The U.S. Department of Education acknowledged on Monday its error last year in calling Hillsdale College a “predominantly certificate degree-granting institution” rather than a four-year institution that offers bachelor’s degrees as well as master’s and doctoral degrees.
The erroneous statement came in September 2015, when The Collegian asked an Education Department spokeswoman why Hillsdale College was excluded from the department’s new College Scorecard, which President Barack Obama said provides a “comprehensive” look at information of all four-year colleges.
“The department’s first discussion with Hillsdale included an incorrect explanation of Hillsdale College’s not appearing on the scorecard; that explanation, related to certificate-granting schools, applied to another Hillsdale,” the Education Department said in a statement to The Collegian.
The original comment from Denise Horn, now-former Education Department assistant press secretary, drew concerns from parents, prospective students, high school counselors, and college supporters at the time, Senior Director of Admissions Zack Miller and Provost David Whalen said.
“We’re pleased the Department of Education understands the degree-granting nature of the college,” Whalen said. “Its error about that created some confusion…However, it would still be preferable, if the scorecard approached more nearly its stated informational purpose and included so venerable and academically strong an institution like Hillsdale.”
The reason for Hillsdale’s exclusion, despite President Barack Obama calling the scorecard “comprehensive” for its September 2015 launch, was made more evident in January, when the department added 700 certificate degree-granting institutions to the scoreboard but not Hillsdale.

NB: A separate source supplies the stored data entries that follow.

// File: registry/src/backup.rs
//! Sealed tar archives of instance directories
//!
//! A backup is a single `backup/<id>.tar` file. The id combines the instance
//! id with the creation time, so the same instance can be archived many
//! times while each archive name stays unique.

use chrono::{DateTime, Utc};
use serde::{Deserialize, Serialize};
use std::fmt;
use std::io::{self, Write};
use std::path::{Path, PathBuf};
use std::str::FromStr;
use tracing::debug;

use crate::errors::{IoContext, RegistryError, Result};
use crate::fs::Fs;

pub const ARCHIVE_EXTENSION: &str = "tar";

#[derive(Debug, Clone, PartialEq, Eq, Hash, PartialOrd, Ord, Serialize, Deserialize)]
pub struct BackupId {
    pub instance_id: String,
    pub timestamp: DateTime<Utc>,
}

impl BackupId {
    /// Timestamps are kept at second precision so the id survives a trip
    /// through its string form.
    pub fn new(instance_id: impl Into<String>, timestamp: DateTime<Utc>) -> Self {
        let timestamp = DateTime::from_timestamp(timestamp.timestamp(), 0).unwrap_or(timestamp);
        Self {
            instance_id: instance_id.into(),
            timestamp,
        }
    }

    pub fn now(instance_id: impl Into<String>) -> Self {
        Self::new(instance_id, Utc::now())
    }

    pub(crate) fn file_name(&self) -> String {
        format!("{}.{}", self, ARCHIVE_EXTENSION)
    }
}

impl fmt::Display for BackupId {
    fn fmt(&self, f: &mut fmt::Formatter<'_>) -> fmt::Result {
        write!(f, "{}-{}", self.instance_id, self.timestamp.timestamp())
    }
}

impl FromStr for BackupId {
    type Err = RegistryError;

    fn from_str(value: &str) -> Result<Self> {
        let invalid = |reason: &str| RegistryError::InvalidBackupId {
            value: value.to_string(),
            reason: reason.to_string(),
        };
        let (instance_id, secs) = value
            .rsplit_once('-')
            .ok_or_else(|| invalid("missing timestamp suffix"))?;
        if instance_id.is_empty() {
            return Err(invalid("empty instance id"));
        }
        let secs: i64 = secs.parse().map_err(|_| invalid("timestamp is not a number"))?;
        let timestamp =
            DateTime::from_timestamp(secs, 0).ok_or_else(|| invalid("timestamp out of range"))?;
        Ok(Self {
            instance_id: instance_id.to_string(),
            timestamp,
        })
    }
}

#[derive(Debug, Clone, PartialEq, Eq)]
pub struct Backup {
    pub id: BackupId,
    path: PathBuf,
}

impl Backup {
    pub(crate) fn new(id: BackupId, path: PathBuf) -> Self {
        Self { id, path }
    }

    pub fn path(&self) -> &Path {
        &self.path
    }

    /// Paths stored in the archive, in archive order
    pub fn entries(&self, fs: &dyn Fs) -> Result<Vec<String>> {
        let reader = fs.open(&self.path).at(&self.path)?;
        let mut archive = tar::Archive::new(reader);
        let mut names = Vec::new();
        for entry in archive.entries().at(&self.path)? {
            let entry = entry.at(&self.path)?;
            let name = entry.path().at(&self.path)?.to_string_lossy().into_owned();
            names.push(name);
        }
        Ok(names)
    }

    pub fn size(&self, fs: &dyn Fs) -> Result<u64> {
        Ok(fs.metadata(&self.path).at(&self.path)?.len())
    }
}

/// Exclusively create `path` holding an empty, well-formed archive
pub(crate) fn seal_empty(fs: &dyn Fs, path: &Path) -> io::Result<()> {
    let file = fs.create_new(path)?;
    let mut builder = tar::Builder::new(file);
    builder.finish()?;
    builder.into_inner()?.flush()
}

/// Replace the archive at `path` with the contents of the `root` directory,
/// stored under `prefix`. Written to a sibling file first and renamed in.
pub(crate) fn write_tree(fs: &dyn Fs, path: &Path, root: &Path, prefix: &Path) -> Result<()> {
    let tmp_path = path.with_extension(format!("{}.tmp", ARCHIVE_EXTENSION));
    let result = build_tree_archive(fs, &tmp_path, root, prefix)
        .and_then(|_| fs.rename(&tmp_path, path).at(path));
    if result.is_err() {
        let _ = fs.remove_file(&tmp_path);
    }
    result
}

fn build_tree_archive(fs: &dyn Fs, tmp_path: &Path, root: &Path, prefix: &Path) -> Result<()> {
    let file = fs.create(tmp_path).at(tmp_path)?;
    let mut builder = tar::Builder::new(file);
    append_dir(fs, &mut builder, root, prefix)?;
    builder.finish().at(tmp_path)?;
    builder.into_inner().at(tmp_path)?.flush().at(tmp_path)?;
    Ok(())
}

fn append_dir<W: Write>(
    fs: &dyn Fs,
    builder: &mut tar::Builder<W>,
    dir: &Path,
    archive_dir: &Path,
) -> Result<()> {
    let mut header = tar::Header::new_gnu();
    header.set_entry_type(tar::EntryType::Directory);
    header.set_mode(0o755);
    header.set_size(0);
    builder
        .append_data(&mut header, archive_dir, io::empty())
        .at(dir)?;

    for entry in fs.read_dir(dir).at(dir)? {
        let source = dir.join(entry.name());
        let target = archive_dir.join(entry.name());
        if entry.is_dir() {
            append_dir(fs, builder, &source, &target)?;
        } else {
            let data = fs.read(&source).at(&source)?;
            let mut header = tar::Header::new_gnu();
            header.set_entry_type(tar::EntryType::Regular);
            header.set_mode(0o644);
            header.set_size(data.len() as u64);
            builder
                .append_data(&mut header, &target, data.as_slice())
                .at(&source)?;
            debug!("Archived {}", target.display());
        }
    }
    Ok(())
}

#[cfg(test)]
mod tests {
    use super::*;
    use crate::fs::MemFs;

    #[test]
    fn test_backup_id_string_form() {
        let timestamp = DateTime::from_timestamp(1_700_000_000, 0).unwrap();
        let id = BackupId::new("mock-avs-default", timestamp);
        assert_eq!(id.to_string(), "mock-avs-default-1700000000");
        assert_eq!(id.file_name(), "mock-avs-default-1700000000.tar");

        let parsed: BackupId = "mock-avs-default-1700000000".parse().unwrap();
        assert_eq!(parsed, id);
    }

    #[test]
    fn test_backup_id_drops_sub_second_precision() {
        let timestamp = DateTime::from_timestamp(1_700_000_000, 123_456_789).unwrap();
        let id = BackupId::new("node-a", timestamp);
        assert_eq!(id.timestamp.timestamp_subsec_nanos(), 0);
        assert_eq!(id.to_string().parse::<BackupId>().unwrap(), id);
    }

    #[test]
    fn test_backup_id_rejects_garbage() {
        assert!("no_timestamp".parse::<BackupId>().is_err());
        assert!("node-abc".parse::<BackupId>().is_err());
        assert!("-100".parse::<BackupId>().is_err());
    }

    #[test]
    fn test_seal_empty_is_exclusive_and_readable() {
        let fs = MemFs::new();
        fs.create_dir_all(Path::new("/data/backup")).unwrap();
        let path = Path::new("/data/backup/a-1.tar");

        seal_empty(&fs, path).unwrap();
        let err = seal_empty(&fs, path).unwrap_err();
        assert_eq!(err.kind(), io::ErrorKind::AlreadyExists);

        let backup = Backup::new("a-1".parse().unwrap(), path.to_path_buf());
        assert!(backup.entries(&fs).unwrap().is_empty());
        assert_eq!(backup.size(&fs).unwrap(), 1024);
    }

    #[test]
    fn test_write_tree_archives_nested_files() {
        let fs = MemFs::new();
        fs.create_dir_all(Path::new("/data/backup")).unwrap();
        fs.create_dir_all(Path::new("/data/nodes/a-b/sub")).unwrap();
        fs.write(Path::new("/data/nodes/a-b/state.json"), b"{}").unwrap();
        fs.write(Path::new("/data/nodes/a-b/sub/file"), b"payload").unwrap();
        let path = Path::new("/data/backup/a-b-1.tar");
        seal_empty(&fs, path).unwrap();

        write_tree(&fs, path, Path::new("/data/nodes/a-b"), Path::new("nodes/a-b")).unwrap();

        let backup = Backup::new("a-b-1".parse().unwrap(), path.to_path_buf());
        let entries = backup.entries(&fs).unwrap();
        assert!(entries.contains(&"nodes/a-b/state.json".to_string()));
        assert!(entries.contains(&"nodes/a-b/sub/file".to_string()));
        assert!(!fs.exists(Path::new("/data/backup/a-b-1.tar.tmp")).unwrap());
    }
}
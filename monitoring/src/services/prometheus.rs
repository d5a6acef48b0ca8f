// File: monitoring/src/services/prometheus.rs
//! Prometheus service: owner of the scrape target list
//!
//! Every target edit follows the same sequence under the stack lock: read
//! `prometheus/prometheus.yml`, modify the job list, write the file back,
//! then ask the running Prometheus to reload. A failed reload leaves the new
//! file on disk; the next successful reload picks it up.

use registry::{MonitoringStack, StackGuard};
use reqwest::{Client, StatusCode};
use serde::{Deserialize, Serialize};
use std::collections::{BTreeMap, BTreeSet};
use std::net::{IpAddr, Ipv4Addr};
use std::time::Duration;
use tracing::{debug, info, instrument, trace, warn};

use super::{port_option, required_option, Options, ServiceApi, ServiceOptions};
use crate::constants::prometheus::{
    ENDPOINT_SCHEME, INSTANCE_ID_LABEL, LOCK_RETRY_INTERVAL, RELOAD_HOST, RELOAD_PATH,
};
use crate::constants::{containers, defaults, options as keys, paths};
use crate::errors::{MonitoringError, Result};

const CONFIG_TEMPLATE: &str = include_str!("../../templates/prometheus.yml");

/// `prometheus.yml`. Keys this crate does not model are carried through
/// untouched.
#[derive(Debug, Clone, Default, PartialEq, Serialize, Deserialize)]
pub struct Config {
    #[serde(default)]
    pub global: GlobalConfig,
    #[serde(default)]
    pub scrape_configs: Vec<ScrapeConfig>,
    #[serde(flatten)]
    pub extra: BTreeMap<String, serde_yaml::Value>,
}

#[derive(Debug, Clone, Default, PartialEq, Serialize, Deserialize)]
pub struct GlobalConfig {
    #[serde(default)]
    pub scrape_interval: String,
    #[serde(flatten)]
    pub extra: BTreeMap<String, serde_yaml::Value>,
}

#[derive(Debug, Clone, PartialEq, Serialize, Deserialize)]
pub struct ScrapeConfig {
    pub job_name: String,
    #[serde(default)]
    pub static_configs: Vec<StaticConfig>,
    #[serde(flatten)]
    pub extra: BTreeMap<String, serde_yaml::Value>,
}

#[derive(Debug, Clone, PartialEq, Serialize, Deserialize)]
pub struct StaticConfig {
    #[serde(default)]
    pub targets: Vec<String>,
    #[serde(default, skip_serializing_if = "BTreeMap::is_empty")]
    pub labels: BTreeMap<String, String>,
}

impl ScrapeConfig {
    fn new(job_name: String, target: String, labels: BTreeMap<String, String>) -> Self {
        Self {
            job_name,
            static_configs: vec![StaticConfig {
                targets: vec![target],
                labels,
            }],
            extra: BTreeMap::new(),
        }
    }

    fn for_instance(job_name: &str, instance_id: &str) -> Self {
        let labels = BTreeMap::from([(INSTANCE_ID_LABEL.to_string(), instance_id.to_string())]);
        Self::new(job_name.to_string(), job_name.to_string(), labels)
    }

    /// The registered instance this job scrapes, if it belongs to one
    pub fn instance_id(&self) -> Option<&str> {
        self.static_configs
            .iter()
            .find_map(|sc| sc.labels.get(INSTANCE_ID_LABEL))
            .map(String::as_str)
    }

    fn set_instance_id(&mut self, instance_id: &str) {
        for static_config in &mut self.static_configs {
            if let Some(label) = static_config.labels.get_mut(INSTANCE_ID_LABEL) {
                *label = instance_id.to_string();
            }
        }
    }
}

/// A scrape target belonging to a registered instance
#[derive(Debug, Clone, PartialEq, Eq, Serialize, Deserialize)]
pub struct Target {
    pub endpoint: String,
    pub instance_id: String,
}

impl Target {
    pub fn new(endpoint: impl Into<String>, instance_id: impl Into<String>) -> Self {
        Self {
            endpoint: endpoint.into(),
            instance_id: instance_id.into(),
        }
    }

    pub fn job_name(&self) -> &str {
        job_name(&self.endpoint)
    }
}

/// Jobs touched by a target reconciliation
#[derive(Debug, Clone, Default, PartialEq, Eq)]
pub struct TargetChanges {
    pub added: Vec<String>,
    pub removed: Vec<String>,
    pub relabeled: Vec<String>,
}

impl TargetChanges {
    pub fn is_empty(&self) -> bool {
        self.added.is_empty() && self.removed.is_empty() && self.relabeled.is_empty()
    }
}

/// Job name of an endpoint: the endpoint without its `http://` scheme
fn job_name(endpoint: &str) -> &str {
    endpoint.strip_prefix(ENDPOINT_SCHEME).unwrap_or(endpoint)
}

/// Posts reload requests to the host-published Prometheus port
#[derive(Debug)]
struct Reloader {
    client: Client,
    port: u16,
    timeout: Option<Duration>,
}

impl Reloader {
    async fn reload(&self) -> Result<()> {
        let url = format!("http://{}:{}{}", RELOAD_HOST, self.port, RELOAD_PATH);
        let mut request = self.client.post(&url);
        if let Some(timeout) = self.timeout {
            request = request.timeout(timeout);
        }

        let response = request.send().await?;
        if response.status() != StatusCode::OK {
            let status = response.status().to_string();
            warn!("Prometheus rejected reload: {}", status);
            return Err(MonitoringError::ReloadFailed { status });
        }
        debug!("Prometheus configuration reloaded");
        Ok(())
    }
}

#[derive(Debug)]
pub struct PrometheusService {
    stack: Option<MonitoringStack>,
    container_ip: IpAddr,
    reloader: Reloader,
}

impl Default for PrometheusService {
    fn default() -> Self {
        Self::new()
    }
}

impl PrometheusService {
    pub fn new() -> Self {
        Self {
            stack: None,
            container_ip: IpAddr::V4(Ipv4Addr::UNSPECIFIED),
            reloader: Reloader {
                client: Client::new(),
                port: 0,
                timeout: None,
            },
        }
    }

    /// Bound reload requests. Without a timeout a hanging Prometheus blocks
    /// the caller indefinitely.
    pub fn set_reload_timeout(&mut self, timeout: Option<Duration>) {
        self.reloader.timeout = timeout;
    }

    pub fn port(&self) -> u16 {
        self.reloader.port
    }

    fn stack(&self) -> Result<&MonitoringStack> {
        self.stack.as_ref().ok_or(MonitoringError::NotInitialized {
            service: containers::PROMETHEUS,
        })
    }

    /// Current on-disk configuration
    pub fn config(&self) -> Result<Config> {
        read_config(self.stack()?)
    }

    /// Register `endpoint` as a scrape job labelled with `instance_id`. A job
    /// with the same name is left as is, without a write or reload.
    #[instrument(skip(self))]
    pub async fn add_target(&mut self, endpoint: &str, instance_id: &str) -> Result<()> {
        let job = job_name(endpoint);
        let stack = lock_stack(&mut self.stack).await?;

        let mut config = read_config(&stack)?;
        if config.scrape_configs.iter().any(|sc| sc.job_name == job) {
            debug!("Scrape target {} already present", job);
            return Ok(());
        }
        config.scrape_configs.push(ScrapeConfig::for_instance(job, instance_id));
        write_config(&stack, &config)?;
        info!("Added scrape target {} for instance {}", job, instance_id);

        self.reloader.reload().await
    }

    /// Drop the scrape job for `endpoint`. Fails with `NonexistingEndpoint`
    /// and leaves the file untouched when there is no such job.
    #[instrument(skip(self))]
    pub async fn remove_target(&mut self, endpoint: &str) -> Result<()> {
        let job = job_name(endpoint);
        let stack = lock_stack(&mut self.stack).await?;

        let mut config = read_config(&stack)?;
        let position = config
            .scrape_configs
            .iter()
            .position(|sc| sc.job_name == job)
            .ok_or_else(|| MonitoringError::NonexistingEndpoint {
                endpoint: job.to_string(),
            })?;
        config.scrape_configs.remove(position);
        write_config(&stack, &config)?;
        info!("Removed scrape target {}", job);

        self.reloader.reload().await
    }

    /// Make the instance jobs match `desired` with a single write and reload.
    /// Jobs without an instance label are never touched.
    #[instrument(skip(self, desired), fields(desired = desired.len()))]
    pub async fn sync_targets(&mut self, desired: &[Target]) -> Result<TargetChanges> {
        let stack = lock_stack(&mut self.stack).await?;

        let mut config = read_config(&stack)?;
        let changes = reconcile(&mut config, desired);
        if changes.is_empty() {
            debug!("Scrape targets already in sync");
            return Ok(changes);
        }
        write_config(&stack, &config)?;
        info!(
            "Synchronized scrape targets: {} added, {} removed, {} relabeled",
            changes.added.len(),
            changes.removed.len(),
            changes.relabeled.len()
        );

        self.reloader.reload().await?;
        Ok(changes)
    }

    /// Ask the running Prometheus to re-read its configuration
    pub async fn reload_config(&self) -> Result<()> {
        self.stack()?;
        self.reloader.reload().await
    }
}

/// Wait for the stack lock without parking the runtime thread. The lock is
/// released when the guard drops, including when the calling future is
/// cancelled.
async fn lock_stack(stack: &mut Option<MonitoringStack>) -> Result<StackGuard<'_>> {
    let stack = stack.as_mut().ok_or(MonitoringError::NotInitialized {
        service: containers::PROMETHEUS,
    })?;
    while !stack.try_lock()? {
        trace!("Monitoring stack busy, retrying in {:?}", LOCK_RETRY_INTERVAL);
        tokio::time::sleep(LOCK_RETRY_INTERVAL).await;
    }
    Ok(stack.lock_guard()?)
}

impl ServiceApi for PrometheusService {
    fn init(&mut self, options: ServiceOptions) -> Result<()> {
        self.reloader.port = port_option(&options.dotenv, keys::PROM_PORT)?;
        self.stack = Some(options.stack);
        Ok(())
    }

    /// Write a fresh config whose only job scrapes the node exporter.
    /// Existing jobs are discarded.
    fn setup(&self, options: &ServiceOptions) -> Result<()> {
        let node_exporter_port = required_option(&options.dotenv, keys::NODE_EXPORTER_PORT)?;

        let mut config: Config = serde_yaml::from_str(CONFIG_TEMPLATE)?;
        let endpoint = format!("{}:{}", containers::NODE_EXPORTER, node_exporter_port);
        config.scrape_configs = vec![ScrapeConfig::new(endpoint.clone(), endpoint, BTreeMap::new())];

        options.stack.create_dir(paths::PROMETHEUS_DIR)?;
        write_config(&options.stack, &config)?;
        debug!("Wrote {}", paths::PROMETHEUS_CONFIG);
        Ok(())
    }

    fn dot_env(&self) -> Options {
        Options::from([(keys::PROM_PORT.to_string(), defaults::PROM_PORT.to_string())])
    }

    fn container_name(&self) -> &'static str {
        containers::PROMETHEUS
    }

    fn endpoint(&self) -> String {
        format!("http://{}:{}", self.container_ip, self.reloader.port)
    }

    fn set_container_ip(&mut self, ip: IpAddr) {
        self.container_ip = ip;
    }
}

fn read_config(stack: &MonitoringStack) -> Result<Config> {
    let raw = stack.read_file(paths::PROMETHEUS_CONFIG)?;
    Ok(serde_yaml::from_slice(&raw)?)
}

fn write_config(stack: &MonitoringStack, config: &Config) -> Result<()> {
    let raw = serde_yaml::to_string(config)?;
    stack.write_file(paths::PROMETHEUS_CONFIG, raw.as_bytes())?;
    Ok(())
}

/// Rewrite the instance jobs of `config` to match `desired`. Returns what
/// changed; an empty result means `config` was not modified.
fn reconcile(config: &mut Config, desired: &[Target]) -> TargetChanges {
    let mut wanted: BTreeMap<&str, &str> = BTreeMap::new();
    let mut order = Vec::new();
    for target in desired {
        if !wanted.contains_key(target.job_name()) {
            wanted.insert(target.job_name(), &target.instance_id);
            order.push(target.job_name());
        }
    }

    let mut changes = TargetChanges::default();
    let mut present = BTreeSet::new();
    config.scrape_configs.retain_mut(|job| {
        let Some(current) = job.instance_id().map(str::to_string) else {
            present.insert(job.job_name.clone());
            return true;
        };
        match wanted.get(job.job_name.as_str()) {
            Some(&instance_id) => {
                present.insert(job.job_name.clone());
                if current != instance_id {
                    job.set_instance_id(instance_id);
                    changes.relabeled.push(job.job_name.clone());
                }
                true
            }
            None => {
                changes.removed.push(job.job_name.clone());
                false
            }
        }
    });

    for job in order {
        if present.contains(job) {
            continue;
        }
        if let Some(&instance_id) = wanted.get(job) {
            config.scrape_configs.push(ScrapeConfig::for_instance(job, instance_id));
            changes.added.push(job.to_string());
        }
    }
    changes
}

Monday’s statement reaffirmed that the Education Department excluded Hillsdale from the College Scorecard because it is not a Title IV institution, meaning it doesn’t accept federal funds.
“Hillsdale College…does not, and is not required to, report to the department the student-level data that the Education Department uses to calculate federal debt, repayment rate, and median earnings data,” the statement said. “In fact, the department is by law permitted only to collect student-level information for federal financial aid recipients, so we would not be permitted to collect data on other, non-recipients of federal financial aid. Because those institutions would lack many of the key data points the Scorecard publishes and promotes, the site does not include institutions that do not participate in the federal financial aid programs, including Hillsdale.”
While the Education Department cannot demand student-level information from non-Title IV institutions, Hillsdale College is already submitting such data to the department’s National Center for Education Statistics for the Integrated Postsecondary Education Data System, though that information doesn’t include student loan repayment to the college. The College Scorecard obtains information on federal loan repayment from the Internal Revenue Service.
Registrar Douglas McArthur said Hillsdale offers baccalaureate, master’s, and doctoral degrees.
President Larry Arnn said he was happy that the Education Department does recognize that Hillsdale isn’t a certificate degree-granting institution.
“The college is an excellent college and widely known to be an excellent college,” Arnn said. “It is serious about its mission…The college has these purposes, and it announces them, and it pursues them, and it pursues them objectively at a high level. In the end, that will determine our reputation and not what people say who don’t know who we are. Those people are powerful, but that doesn’t mean they have credibility. It depends on their excellence. And I don’t have anything to say about that.”
The department wouldn’t specify the institution it mentioned as being mistaken for Hillsdale College in Monday’s statement, though Hillsdale Beauty College is classified as a “certificate” institution in the College Navigator, a platform of the Education Department’s National Center for Education Statistics. The information displayed in the College Navigator is supplied by IPEDS, which also provides some of the College Scorecard’s data. At that time, Hillsdale College was submitting information to NCES for inclusion in IPEDS, but the agency didn’t accept the data, Whalen said. The college, therefore, would have appeared in neither IPEDS nor the College Navigator.
“Hillsdale is a predominantly certificate degree-granting institution,” Horn said in September 2015. “Hillsdale does offer bachelor’s degrees. However, because the plurality of degrees it awards are certificates, not two-year or four-year degrees, it was not included on the scorecard at launch.”
Hillsdale College is now listed as a four-year institution, offering bachelor’s and “advanced” degrees and not certificate awards, in the College Navigator. The NCES added Hillsdale, after the college received notice it could voluntarily submit information to IPEDS without ethnic or racial data of students on Oct. 8, 2015, Director of Institutional Research George Allen said. Hillsdale submitted the fall 2015 survey Oct. 9, 2015, to be included in the database. It, however, didn’t add Hillsdale to the College Scorecard.
Whalen said there is no initiative the college is pursuing to have Hillsdale added to the scorecard, though the issue is frequently discussed.
“The college would happily cooperate with any plan from the Department of Education to reform the College Scorecard,” he said. “But it could become a project for Hillsdale at some point.”